Showing posts with label CAS. Show all posts
Showing posts with label CAS. Show all posts

Friday, 9 September 2016

Importing Endeca CAS Data

Some Times in our Local Machine/SIT Machine  where less infrastructure is maintained, Indexing takes lot of time, when it fails in the Middle Due to the Network issue or Endeca Script Service Fail or Unknowingly stopped the Server. Then you have to wait for another couple of hours for indexing.
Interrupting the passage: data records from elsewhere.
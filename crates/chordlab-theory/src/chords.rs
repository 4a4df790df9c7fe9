//! Diatonic, seventh, and borrowed chord derivation.
//!
//! Chords are built by zipping the scale notes of a key against fixed
//! per-mode quality tables. Borrowed (modal-interchange) chords come from
//! a fixed recipe over the parallel mode rather than from the scale.

use crate::pitch::{self, PitchClass};
use crate::scale::{scale_notes, Mode};
use std::fmt;

/// Chord quality, covering triads and the common seventh chords.
#[derive(Clone, Copy, Debug, PartialEq, Eq, Hash)]
pub enum ChordQuality {
    Maj,
    Min,
    Dim,
    Maj7,
    Min7,
    Dom7,
    HalfDim7,
}

impl ChordQuality {
    /// Semitone intervals of this quality from the chord root.
    pub fn intervals(self) -> &'static [i32] {
        match self {
            ChordQuality::Maj => &[0, 4, 7],
            ChordQuality::Min => &[0, 3, 7],
            ChordQuality::Dim => &[0, 3, 6],
            ChordQuality::Maj7 => &[0, 4, 7, 11],
            ChordQuality::Min7 => &[0, 3, 7, 10],
            ChordQuality::Dom7 => &[0, 4, 7, 10],
            ChordQuality::HalfDim7 => &[0, 3, 6, 10],
        }
    }

    /// Quality recognized from an interval set, defaulting to major.
    pub fn from_intervals(intervals: &[i32]) -> Self {
        match intervals {
            [0, 4, 7] => ChordQuality::Maj,
            [0, 3, 7] => ChordQuality::Min,
            [0, 3, 6] => ChordQuality::Dim,
            [0, 4, 7, 11] => ChordQuality::Maj7,
            [0, 3, 7, 10] => ChordQuality::Min7,
            [0, 4, 7, 10] => ChordQuality::Dom7,
            [0, 3, 6, 10] => ChordQuality::HalfDim7,
            _ => ChordQuality::Maj,
        }
    }

    /// Chord-symbol suffix for this quality ("m", "°", "maj7", ...).
    pub fn suffix(self) -> &'static str {
        match self {
            ChordQuality::Maj => "",
            ChordQuality::Min => "m",
            ChordQuality::Dim => "°",
            ChordQuality::Maj7 => "maj7",
            ChordQuality::Min7 => "m7",
            ChordQuality::Dom7 => "7",
            ChordQuality::HalfDim7 => "ø7",
        }
    }
}

impl fmt::Display for ChordQuality {
    fn fmt(&self, f: &mut fmt::Formatter<'_>) -> fmt::Result {
        let name = match self {
            ChordQuality::Maj => "maj",
            ChordQuality::Min => "min",
            ChordQuality::Dim => "dim",
            ChordQuality::Maj7 => "maj7",
            ChordQuality::Min7 => "min7",
            ChordQuality::Dom7 => "dom7",
            ChordQuality::HalfDim7 => "half-dim7",
        };
        f.write_str(name)
    }
}

/// A chord rooted on a concrete pitch class.
#[derive(Clone, Debug, PartialEq)]
pub struct ChordDefinition {
    /// Roman-numeral label within its key ("ii", "bVI", ...).
    pub numeral: String,
    /// Chord quality.
    pub quality: ChordQuality,
    /// Root pitch class.
    pub root: PitchClass,
    /// Semitone offsets from the root, strictly ascending, deduplicated.
    pub intervals: Vec<i32>,
}

impl ChordDefinition {
    /// Create a chord definition, normalizing the interval set.
    pub fn new(
        numeral: impl Into<String>,
        quality: ChordQuality,
        root: PitchClass,
        intervals: &[i32],
    ) -> Self {
        let mut intervals = intervals.to_vec();
        intervals.sort_unstable();
        intervals.dedup();
        Self {
            numeral: numeral.into(),
            quality,
            root,
            intervals,
        }
    }

    /// Chord symbol, e.g. "Dm" or "G7".
    pub fn symbol(&self) -> String {
        chord_symbol(self.root, self.quality)
    }
}

/// Numeral and quality of each diatonic triad, per mode.
const MAJOR_TRIADS: [(&str, ChordQuality); 7] = [
    ("I", ChordQuality::Maj),
    ("ii", ChordQuality::Min),
    ("iii", ChordQuality::Min),
    ("IV", ChordQuality::Maj),
    ("V", ChordQuality::Maj),
    ("vi", ChordQuality::Min),
    ("vii°", ChordQuality::Dim),
];

const MINOR_TRIADS: [(&str, ChordQuality); 7] = [
    ("i", ChordQuality::Min),
    ("ii°", ChordQuality::Dim),
    ("III", ChordQuality::Maj),
    ("iv", ChordQuality::Min),
    ("v", ChordQuality::Min),
    ("VI", ChordQuality::Maj),
    ("VII", ChordQuality::Maj),
];

/// Numeral and quality of each diatonic seventh chord, per mode.
const MAJOR_SEVENTHS: [(&str, ChordQuality); 7] = [
    ("Imaj7", ChordQuality::Maj7),
    ("ii7", ChordQuality::Min7),
    ("iii7", ChordQuality::Min7),
    ("IVmaj7", ChordQuality::Maj7),
    ("V7", ChordQuality::Dom7),
    ("vi7", ChordQuality::Min7),
    ("viiø7", ChordQuality::HalfDim7),
];

const MINOR_SEVENTHS: [(&str, ChordQuality); 7] = [
    ("i7", ChordQuality::Min7),
    ("iiø7", ChordQuality::HalfDim7),
    ("IIImaj7", ChordQuality::Maj7),
    ("iv7", ChordQuality::Min7),
    ("v7", ChordQuality::Min7),
    ("VImaj7", ChordQuality::Maj7),
    ("VII7", ChordQuality::Dom7),
];

fn triad_table(mode: Mode) -> &'static [(&'static str, ChordQuality); 7] {
    match mode {
        Mode::Major => &MAJOR_TRIADS,
        Mode::Minor => &MINOR_TRIADS,
    }
}

fn seventh_table(mode: Mode) -> &'static [(&'static str, ChordQuality); 7] {
    match mode {
        Mode::Major => &MAJOR_SEVENTHS,
        Mode::Minor => &MINOR_SEVENTHS,
    }
}

fn build_chords(
    tonic: PitchClass,
    mode: Mode,
    table: &'static [(&'static str, ChordQuality); 7],
) -> [ChordDefinition; 7] {
    let notes = scale_notes(tonic, mode);
    std::array::from_fn(|i| {
        let (numeral, quality) = table[i];
        ChordDefinition::new(numeral, quality, notes[i], quality.intervals())
    })
}

/// The 7 diatonic triads of a key.
pub fn scale_chords(tonic: PitchClass, mode: Mode) -> [ChordDefinition; 7] {
    build_chords(tonic, mode, triad_table(mode))
}

/// The 7 diatonic seventh chords of a key.
pub fn seventh_chords(tonic: PitchClass, mode: Mode) -> [ChordDefinition; 7] {
    build_chords(tonic, mode, seventh_table(mode))
}

/// The four common borrowed chords of a key (modal interchange).
///
/// A major key borrows iv, bVI, bVII, and bIII from its parallel minor;
/// a minor key borrows IV, VI, VII, and III from its parallel major.
/// Root offsets and qualities are a fixed recipe, not scale-derived.
pub fn borrowed_chords(tonic: PitchClass, mode: Mode) -> [ChordDefinition; 4] {
    let recipe: [(&str, i32, ChordQuality); 4] = match mode {
        Mode::Major => [
            ("iv", 5, ChordQuality::Min),
            ("bVI", 8, ChordQuality::Maj),
            ("bVII", 10, ChordQuality::Maj),
            ("bIII", 3, ChordQuality::Maj),
        ],
        Mode::Minor => [
            ("IV", 5, ChordQuality::Maj),
            ("VI", 9, ChordQuality::Maj),
            ("VII", 11, ChordQuality::Maj),
            ("III", 3, ChordQuality::Maj),
        ],
    };
    recipe.map(|(numeral, offset, quality)| {
        ChordDefinition::new(numeral, quality, tonic.transpose(offset), quality.intervals())
    })
}

/// Roman numeral for a chord inside a key, or "?" if the root and quality
/// match no diatonic triad or seventh chord.
pub fn roman_numeral(
    chord_root: PitchClass,
    chord_intervals: &[i32],
    tonic: PitchClass,
    mode: Mode,
) -> String {
    let quality = ChordQuality::from_intervals(chord_intervals);
    let notes = scale_notes(tonic, mode);

    for table in [triad_table(mode), seventh_table(mode)] {
        for (degree, (numeral, table_quality)) in table.iter().enumerate() {
            if notes[degree] == chord_root && *table_quality == quality {
                return (*numeral).to_string();
            }
        }
    }

    "?".to_string()
}

/// Triad numeral of a diatonic note's scale degree, e.g. in C major the
/// note D maps to "ii". Returns None for out-of-scale notes.
pub fn scale_degree_numeral(note: PitchClass, tonic: PitchClass, mode: Mode) -> Option<&'static str> {
    let notes = scale_notes(tonic, mode);
    let degree = notes.iter().position(|&n| n == note)?;
    Some(triad_table(mode)[degree].0)
}

/// Chord symbol for a root and quality, e.g. "F#m7".
pub fn chord_symbol(root: PitchClass, quality: ChordQuality) -> String {
    format!("{}{}", root, quality.suffix())
}

/// Chord symbol with the quality inferred from an interval set.
pub fn full_chord_name(root: PitchClass, intervals: &[i32]) -> String {
    chord_symbol(root, ChordQuality::from_intervals(intervals))
}

/// Equal-temperament frequencies of a chord's tones.
///
/// Intervals that cross the octave boundary carry into the next octave.
pub fn chord_frequencies(root: PitchClass, intervals: &[i32], octave: i32) -> Vec<f64> {
    let root_index = root.chromatic_index();
    intervals
        .iter()
        .map(|interval| {
            let midi = pitch::note_to_midi(
                PitchClass::from_index(root_index + interval),
                octave + (root_index + interval).div_euclid(12),
            );
            pitch::midi_to_frequency(midi)
        })
        .collect()
}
Follow the Below Approach, so that your time is saved.

 Step 1:

go to C:\Endeca\CAS\11.1.0\bin

and Execute below command

recordstore-cmd.bat read-baseline -a ATGen-data -f C:\Endeca\CAS\11.1.0\bin\ATGen.xml


where -a tag defines your Record Store here Data to be imported. -f defines the File where you need to store data from the CAS.

It will take some minutes based on the data Size, but not the Actual time it takes for the Indexing from productCatalogSimpleindexingAdmin.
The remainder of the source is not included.